All are invited to attend the defense.
Colorectal cancer (CRC) results from a complex interplay between gene and environment. Recent data have put at focus the gut microbiome as one of the players in colorectal tumorigenesis. High throughput sequencing techniques have added a new dimension to the mining of gut microbiota for biomarkers and for therapeutic targeting in CRC. Current approaches include quantifying relative abundances and diversities of microbial populations along with presence of disease-specific markers.
In this project, the 16S rRNA sequences of bacteria present in stool samples of patients with CRC, benign adenomas and non-cancer controls were analyzed using three different operational taxonomic units (OTUs) identifying techniques - UPARSE, UPGMA, and UCLUST.
Among three clustering methods, UPARSE was the fastest and had the lowest number of detected OTUs. The UPGMA method required the largest amount of memory, and UCLUST was the slowest method which returned the highest number of detected OTUs. The patterns of alpha and beta diversity obtained using all three algorithms were comparable.
The analysis of samples collected from subjects that have undergone routine colonoscopy to detect the presence of polyp was performed. Various statistics and classification techniques were used to identify the microbiota that can discriminate disease states from each other and from healthy condition.
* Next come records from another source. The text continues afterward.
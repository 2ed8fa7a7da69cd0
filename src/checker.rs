//! The static type checker (§4.3): walks the AST once, annotating every
//! node's `TypeInfo` via [`Node::set_type`] and accumulating [`Diagnostic`]s
//! rather than failing on the first one, so a caller sees every problem in
//! a program at once.

use crate::adapter::Adapter;
use crate::ast::{InfixOp, Node, NodeKind, PrefixOp};
use crate::builtins::{type_method, Builtin};
use crate::error::{Diagnostic, ErrorKind};
use crate::scope::TypeScope;
use crate::types::{TypeInfo, TypeKind};

/// Runs the checker over `root`, consulting `env` for free-variable types.
/// `allow_undefined` mirrors the `AllowUndefinedVariables` compile option
/// (§6.1): an unresolved identifier becomes `TypeInfo::any()` instead of a
/// hard `UndefinedSymbol` diagnostic. `host_fn_names` are names registered
/// via `CompileOptions::with_builtin`/`with_operator`: known callables the
/// adapter never hears about, so they're seeded into the outermost scope
/// as `TypeInfo::func()` rather than tripping `UndefinedSymbol`.
pub fn check(root: &Node, env: &dyn Adapter, allow_undefined: bool, host_fn_names: &[String]) -> Result<(), Vec<Diagnostic>> {
    let mut scope = TypeScope::new();
    for name in host_fn_names {
        scope.define(name, TypeInfo::func());
    }
    let mut checker = Checker {
        env,
        allow_undefined,
        scope,
        diagnostics: Vec::new(),
    };
    checker.visit(root);
    if checker.diagnostics.is_empty() {
        Ok(())
    } else {
        Err(checker.diagnostics)
    }
}

struct Checker<'a> {
    env: &'a dyn Adapter,
    allow_undefined: bool,
    scope: TypeScope,
    diagnostics: Vec<Diagnostic>,
}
OTUs significantly different in their abundance between subjects with polyp (polyp-Y) and without polyp (polyp-N) were used to build classifying predictor of the polyp status.
The prediction power of classifiers to classify samples into polyp-N and polyp-Y groups was highest when the OTUs that were significantly different in polyp-Y versus polyp-N groups comparison were used into the model. In conclusion, microbiome analysis may improve the power of CRC diagnosis by capturing and integrating into the predicting model the dynamic interface between gut and residing microbiota.